Datasets generalisation questionnaire In particular, the feedback focused on two main aspects: if DPs have noticed the need/opportunity to extend/modify the target data models, in order to better take into account local aspects if DPs have noticed the need/opportunity to extend/modify the source data models, in order to facilitate INSPIRE compliance. The first aspect is coherent with the Annex F (Example for an extension to an INSPIRE application schema) of the INSPIRE Data Specification D2.5 Generic Conceptual Model, according to which the INSPIRE data specifications can be modified at local level, in terms of data model, in order to take into account local aspects. The feedback collected on the second aspect can support local communities engaged in implementing INSPIRE.
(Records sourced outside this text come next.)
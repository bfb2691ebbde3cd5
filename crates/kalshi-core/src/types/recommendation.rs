//! Decision engine output. Ephemeral: consumed by the risk guardrail,
//! never persisted.

use crate::types::{Side, StrategyKind};
use rust_decimal::Decimal;
use serde::{Deserialize, Serialize};
use std::fmt;

/// Why the decision engine declined to trade a signal.
#[derive(Debug, Clone, PartialEq, Serialize, Deserialize)]
#[serde(rename_all = "snake_case")]
pub enum SkipReason {
    StaleSignal,
    InvalidQuote,
    ExpiresTooSoon { minutes_left: i64 },
    InsufficientEdge { edge: f64 },
    NoForecastMatch,
    PriceAboveThreshold { ask_cents: i64 },
    SpreadTooWide { spread_cents: i64 },
}

impl fmt::Display for SkipReason {
    fn fmt(&self, f: &mut fmt::Formatter<'_>) -> fmt::Result {
        match self {
            SkipReason::StaleSignal => write!(f, "stale signal"),
            SkipReason::InvalidQuote => write!(f, "missing or invalid quote"),
            SkipReason::ExpiresTooSoon { minutes_left } => {
                write!(f, "expires in {minutes_left}min")
            }
            SkipReason::InsufficientEdge { edge } => {
                write!(f, "edge {:.1}% below threshold", edge * 100.0)
            }
            SkipReason::NoForecastMatch => write!(f, "forecast outside bucket"),
            SkipReason::PriceAboveThreshold { ask_cents } => {
                write!(f, "ask {ask_cents}c at or above entry threshold")
            }
            SkipReason::SpreadTooWide { spread_cents } => {
                write!(f, "spread {spread_cents}c too wide")
            }
        }
    }
}

/// A concrete, capital-bounded trade the engine recommends.
#[derive(Debug, Clone, Serialize, Deserialize)]
pub struct TradePlan {
    pub ticker: String,
    pub side: Side,
    /// Limit price in cents.
    pub price_cents: i64,
    pub quantity: i64,
    /// Signed edge fraction vs. the execution price.
    pub edge: f64,
    /// Expected profit in dollars for the full quantity, net of fees.
    pub expected_value: Decimal,
    pub strategy: StrategyKind,
    /// Human-readable audit string for the position record.
    pub rationale: String,
}

impl TradePlan {
    /// Capital this trade commits: price * quantity, in dollars.
    pub fn capital_required(&self) -> Decimal {
        Decimal::new(self.price_cents * self.quantity, 2)
    }
}

/// Result of evaluating one signal against one market.
#[derive(Debug, Clone, Serialize, Deserialize)]
pub enum Recommendation {
    Buy(TradePlan),
    Skip { ticker: String, reason: SkipReason },
}

impl Recommendation {
    pub fn skip(ticker: impl Into<String>, reason: SkipReason) -> Self {
        Self::Skip { ticker: ticker.into(), reason }
    }

    pub fn is_buy(&self) -> bool {
        matches!(self, Recommendation::Buy(_))
    }
}

#[cfg(test)]
mod tests {
    use super::*;

    #[test]
    fn capital_required_is_price_times_quantity() {
        let plan = TradePlan {
            ticker: "KXBTC-X".to_string(),
            side: Side::Yes,
            price_cents: 14,
            quantity: 7,
            edge: 0.10,
            expected_value: Decimal::ZERO,
            strategy: StrategyKind::Weather,
            rationale: String::new(),
        };
        // 14c * 7 = 98c = $0.98
        assert_eq!(plan.capital_required(), Decimal::new(98, 2));
    }
}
Datasets generalisation questionnaire main results 19 questionnaires filled-in by 19 different DPs, replies analysed and results processed Need/opportunity to extend/modify the target data models, in order to better take into account local aspects Need/opportunity to extend/modify the source data models, in order to facilitate INSPIRE compliance
Datasets generalisation feedback (1/2) Some feedback about the need/opportunity to extend/modify the target data models, in order to better take into account local aspects: “The information contained in the source PS dataset site Protection Classification is divided to 20 values. In NATURE-SDIplus data model 7 values. It is difficult to select the suitable one” “We noticed that the Habitats and Biotopes target data Model doesn’t cover the whole information we have describing each habitats. Our information relates several habitats to one geographical feature and the target data model expects only the relation 1 – 1. Other ways, like duplicating geographical information could be taken into account but from our point of view is not the best solution in the future.” “Metadata: I would leave out Data quality - Thematic and temporal accuracy and Acquisition method. The latter because it can be described already in the lineage part. Data models: BGR: I would leave out the detailed class description parameters such as temperature, rainfall, etc… HB: Also here I would leave out a number of attribute such as elevation, activities and impacts, development Stage, monitoring Assessment.”
Datasets generalisation feedback (2/2) Some feedback about the need/opportunity to extend/modify the source data models, in order to facilitate INSPIRE compliance: “Some source datasets are missing a lot of mandatory information to be INSPIRE compliant. The need to restructure the datasets into a database (and not a collection of flat files) is crucial for some data providers” “The information contained in the source dataset is not sufficient to populate the corresponding attributes of the target data model. E.g.: The attribute ‘MANAGPL’ of the source dataset contains, for some sites, information about the type of site management, whilst it should contain the URL or citation of a document describing the site management plans. Moreover, for other sites, the attribute contain references to many documents. “Our datasets are simple shapefiles with attributes.”